Production debugging often means aligning events from an HTTP trace, a database row, and three log files—each with its own time representation.

A correlation workflow

1. Pick a reference instant — e.g. user report time or request ID timestamp
2. Normalize everything to UTC epoch ms (or ns if you have it)
3. Apply clock skew tolerance — laptops and containers drift; ±2 minutes is common in loose systems
4. Filter adjacent window — reference ± 5 minutes before deep grep
5. Document the source unit in your notes (nginx: sec, app: ISO UTC, db: timestamptz)

APIs

REST JSON might expose:

{ "createdAt": 1700000000000, "updatedAt": "2023-11-14T22:13:20.000Z" }

Mixed types in one payload happen when services evolve. Parse each field on its own terms.

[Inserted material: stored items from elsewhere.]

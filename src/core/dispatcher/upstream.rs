//! Outbound provider calls
//!
//! One function owns the HTTP leg of an attempt: auth-header injection,
//! the POST itself, and classification of whatever comes back into the
//! three-way outcome taxonomy (success / transient / permanent).
//!
//! The request body ships unchanged apart from auth injection and the
//! provider's model identifier; response parsing extracts only the JSON
//! payload.

use crate::core::clock::Clock;
use crate::core::registry::ProviderSnapshot;
use crate::core::types::{AttemptOutcome, ErrorKind};
use std::time::Duration;
use tracing::debug;

/// Result of one completed outbound call.
#[derive(Debug, Clone)]
pub struct AttemptResult {
    pub outcome: AttemptOutcome,
    pub http_status: Option<u16>,
    pub latency_ms: u64,
    /// Parsed response body on success.
    pub result: Option<serde_json::Value>,
    /// Human-readable failure detail for `last_error` and reporting.
    pub detail: String,
}

/// Merge the caller's payload with the provider's model identifier. The
/// payload is shipped as-is; only a missing `model` field is filled in.
pub fn prepare_body(payload: &serde_json::Value, model: &str) -> serde_json::Value {
    let mut body = payload.clone();
    if let Some(map) = body.as_object_mut() {
        map.entry("model")
            .or_insert_with(|| serde_json::Value::String(model.to_string()));
    }
    body
}

/// Execute one POST against the provider and classify the outcome.
pub async fn call(
    client: &reqwest::Client,
    provider: &ProviderSnapshot,
    secret: &str,
    body: &serde_json::Value,
    timeout: Duration,
    clock: &dyn Clock,
) -> AttemptResult {
    let started = clock.monotonic();
    let request = match &provider.auth_header {
        Some(header) => client.post(&provider.endpoint).header(header.as_str(), secret),
        None => client.post(&provider.endpoint).bearer_auth(secret),
    }
    .json(body)
    .send();

    let response = match tokio::time::timeout(timeout, request).await {
        Err(_) => {
            return AttemptResult {
                outcome: AttemptOutcome::Transient(ErrorKind::Timeout),
                http_status: None,
                latency_ms: elapsed_ms(clock, started),
                result: None,
                detail: format!("request timed out after {}s", timeout.as_secs()),
            };
        }
        Ok(Err(e)) => {
            let kind = if e.is_timeout() {
                ErrorKind::Timeout
            } else {
                ErrorKind::Network
            };
            return AttemptResult {
                outcome: AttemptOutcome::Transient(kind),
                http_status: None,
                latency_ms: elapsed_ms(clock, started),
                result: None,
                detail: format!("request failed: {}", e),
            };
        }
        Ok(Ok(response)) => response,
    };

    let status = response.status();
    let status_code = status.as_u16();

    if status.is_success() {
        return match response.json::<serde_json::Value>().await {
            Ok(value) => {
                let latency_ms = elapsed_ms(clock, started);
                debug!(provider = %provider.name, latency_ms, "upstream responded");
                AttemptResult {
                    outcome: AttemptOutcome::Success,
                    http_status: Some(status_code),
                    latency_ms,
                    result: Some(value),
                    detail: String::new(),
                }
            }
            Err(e) => AttemptResult {
                outcome: AttemptOutcome::Permanent(ErrorKind::MalformedResponse),
                http_status: Some(status_code),
                latency_ms: elapsed_ms(clock, started),
                result: None,
                detail: format!("unparseable response body: {}", e),
            },
        };
    }

    let body_text = response.text().await.unwrap_or_default();
    let latency_ms = elapsed_ms(clock, started);
    let (outcome, detail) = classify_http_error(status_code, &body_text);

    AttemptResult {
        outcome,
        http_status: Some(status_code),
        latency_ms,
        result: None,
        detail,
    }
}

/// Map a non-2xx status to the outcome taxonomy.
pub fn classify_http_error(status: u16, body: &str) -> (AttemptOutcome, String) {
    let snippet: String = body.chars().take(200).collect();
    match status {
        429 => (
            AttemptOutcome::Transient(ErrorKind::RateLimited),
            "upstream rate limit (429)".to_string(),
        ),
        500..=599 => (
            AttemptOutcome::Transient(ErrorKind::ServerError),
            format!("upstream error {}: {}", status, snippet),
        ),
        401 | 403 => (
            AttemptOutcome::Permanent(ErrorKind::CredentialRejected),
            format!("credential rejected ({})", status),
        ),
        _ => (
            AttemptOutcome::Permanent(ErrorKind::BadRequest),
            format!("upstream rejected request {}: {}", status, snippet),
        ),
    }
}

fn elapsed_ms(clock: &dyn Clock, started: Duration) -> u64 {
    clock
        .monotonic()
        .saturating_sub(started)
        .as_millis()
        .min(u128::from(u64::MAX)) as u64
}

GraphQL and protobuf schemas usually document scalar types—read them before writing client comparisons.

Databases

• PostgreSQL TIMESTAMPTZ stores UTC internally—good default
• BIGINT epoch columns require you to remember seconds vs ms forever
• DATETIME without timezone (MySQL legacy) stores “wall time as given”—dangerous for global apps

When joining app logs to SQL, convert both sides to the same instant representation first.

Distributed logs

Use trace IDs that embed or accompany timestamps. If only wall-clock strings exist, convert a sample line from each service using a known event (deploy marker, heartbeat) to estimate skew.

Key takeaway

Cross-service debugging is normalization + windowed search, not guessing local clocks. Convert first, compare second, widen the window third.